Pascal Soriot hits back at EU from Down Under

AstraZeneca boss Pascal Soriot hits back at critics in Brussels who complained about vaccine shortages

AstraZeneca boss Pascal Soriot has hit back at critics in Brussels who complained about jab shortages, saying the business had ‘done its best’. 

He said Astrazeneca had been instrumental in getting vaccines to India and denied that the company had ‘overpromised’ in Europe, adding that ‘we never pretended that we were going to be perfect’. 

The French businessman, who has been holed up at his family home in Australia since Christmas, has faced attacks from the EU and various European governments over Astrazeneca’s vaccine delivery. 

Fighting talk: Pascal Soriot has faced attacks from the EU and various European governments over Astrazeneca’s vaccine delivery

The EU, backed by all 27 member states, is taking legal action against the London-listed company for not respecting their contract to deliver 300m doses. Soriot, 61, said that he was ‘sorry’ he had not been able to deliver as many jabs to Europe as expected, but that manufacturing the shots was a complicated business. He added: ‘We never overpromised, we communicated what we thought we would achieve at the time.’ 

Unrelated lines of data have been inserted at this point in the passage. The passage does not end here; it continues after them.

//! Argument coercion (spec.md §4.D, §9 "Reflection for argument coercion").
//!
//! The Target grammar's closed primitive set is small enough to encode as a
//! tagged enum. The generated dispatcher (built by the Mainfile Generator in
//! the `stave` crate) matches argv tokens against a target's [`ArgType`]
//! list and calls the matching `parse_*` function here, rather than each
//! stavefile reimplementing its own coercion rules.

use std::fmt;
use std::time::Duration;

use thiserror::Error;

/// The closed set of primitive types a target argument may have, plus an
/// optional variadic tail of one of these (spec.md §3 Target invariants).
#[derive(Debug, Clone, Copy, PartialEq, Eq)]
pub enum ArgType {
    Str,
    Int,
    Float,
    Bool,
    Duration,
}

impl fmt::Display for ArgType {
    fn fmt(&self, f: &mut fmt::Formatter<'_>) -> fmt::Result {
        let s = match self {
            ArgType::Str => "string",
            ArgType::Int => "int",
            ArgType::Float => "float",
            ArgType::Bool => "bool",
            ArgType::Duration => "duration",
        };
        f.write_str(s)
    }
}

/// Coercing an argv token to a target's declared [`ArgType`] failed.
/// Surfaced to the outer process as a `UsageError` (spec.md §7), exit code 2.
#[derive(Debug, Error)]
#[error("cannot parse {value:?} as {expected}")]
pub struct CoerceError {
    pub value: String,
    pub expected: ArgType,
}

/// Parse a string argument: always succeeds, the value is taken verbatim.
pub fn parse_str(value: &str) -> String {
    value.to_string()
}

/// Parse an integer argument.
pub fn parse_int(value: &str) -> Result<i64, CoerceError> {
    value.parse().map_err(|_| CoerceError {
        value: value.to_string(),
        expected: ArgType::Int,
    })
}

/// Parse a floating-point argument.
pub fn parse_float(value: &str) -> Result<f64, CoerceError> {
    value.parse().map_err(|_| CoerceError {
        value: value.to_string(),
        expected: ArgType::Float,
    })
}

/// Parse a boolean argument. Accepts `1/0/true/false/yes/no`
/// case-insensitively (spec.md §4.D).
pub fn parse_bool(value: &str) -> Result<bool, CoerceError> {
    match value.to_ascii_lowercase().as_str() {
        "1" | "true" | "yes" => Ok(true),
        "0" | "false" | "no" => Ok(false),
        _ => Err(CoerceError {
            value: value.to_string(),
            expected: ArgType::Bool,
        }),
    }
}

/// Parse a duration argument via the scalar+unit grammar (`1h30m`, `500ms`,
/// …), delegating to `humantime` (the teacher's own dependency of choice for
/// human-readable duration parsing).
pub fn parse_duration(value: &str) -> Result<Duration, CoerceError> {
    humantime::parse_duration(value).map_err(|_| CoerceError {
        value: value.to_string(),
        expected: ArgType::Duration,
    })
}

/// Render a value of each primitive type back to the string form
/// [`parse_bool`]/[`parse_duration`]/etc. accept, for the round-trip
/// property spec.md §8 invariant 5 requires (`format(parse(s)) ==
/// normalize(s)`; `parse(format(v)) == v`).
pub mod format {
    use std::time::Duration;

    pub fn bool_(value: bool) -> &'static str {
        if value {
            "true"
        } else {
            "false"
        }
    }

    pub fn duration(value: Duration) -> String {
        humantime::format_duration(value).to_string()
    }
}

#[cfg(test)]
mod tests {
    use super::*;
    use simple_test_case::test_case;

    #[test_case("1", true; "digit one")]
    #[test_case("TRUE", true; "case insensitive true")]
    #[test_case("Yes", true; "case insensitive yes")]
    #[test_case("0", false; "digit zero")]
    #[test_case("FALSE", false; "case insensitive false")]
    #[test_case("No", false; "case insensitive no")]
    fn parse_bool_accepts_documented_spellings(input: &str, expected: bool) {
        assert_eq!(parse_bool(input).unwrap(), expected);
    }

    #[test]
    fn parse_bool_rejects_garbage() {
        assert!(parse_bool("maybe").is_err());
    }

    #[test]
    fn parse_int_round_trips() {
        assert_eq!(parse_int("42").unwrap(), 42);
        assert_eq!(parse_int("-7").unwrap(), -7);
        assert!(parse_int("abc").is_err());
    }

    #[test]
    fn parse_duration_accepts_scalar_unit_grammar() {
        assert_eq!(parse_duration("1h30m").unwrap(), Duration::from_secs(5400));
        assert_eq!(parse_duration("500ms").unwrap(), Duration::from_millis(500));
        assert!(parse_duration("nonsense").is_err());
    }

    #[test]
    fn format_then_parse_round_trips_bool() {
        for value in [true, false] {
            assert_eq!(parse_bool(format::bool_(value)).unwrap(), value);
        }
    }

    #[test]
    fn format_then_parse_round_trips_duration() {
        let value = Duration::from_secs(90);
        let formatted = format::duration(value);
        assert_eq!(parse_duration(&formatted).unwrap(), value);
    }
}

Soriot said that at the start of the pandemic ‘everybody was talking about 120, 130 vaccines in development – we forget that. But where are all those vaccines? They’re nowhere’. Astrazeneca has committed to making no profit from the vaccine during the pandemic, meaning the drug maker is likely to be supplying one of the only jabs to poorer countries. 

Soriot said: ‘We have made an enormous difference. A lot of people are very thankful. Would I have preferred to make a bigger difference? Of course. But at the end of the day, we did our best.’ 

The anger from the EU, which is set to receive 50m doses of the Astrazeneca vaccine by the end of April, comes even as several European countries have suspended use of the jab. 

Denmark has stopped the rollout entirely, over blood clot fears, while Germany has limited use in the under-60s. 

Some shareholders were miffed that Soriot chose to stay in Australia for the last several months, claiming that he may have handled the communications disaster better if he had been closer to colleagues in Europe. On a video-streamed shareholder engagement call, he admitted: ‘It’s clear we have more to do in terms of communication and we need to make sure people know what we’re doing.’ 

But on a call with journalists, he brushed off suggestions that his decision to stay in Australia affected this. 

He said: ‘My life has been spent around 80 per cent on video over the past couple of years, because I manage a global network and have a team based in Sweden, Cambridge, the US, China. We’ve learned to work remotely, even more so, which by the way helps us to reduce our carbon footprint, so working digitally is certainly something we’ll do even more in the future.’ 

Soriot, a father of two, is expected to return to Britain this month. 

Astrazeneca shares rose 4.3 per cent last night.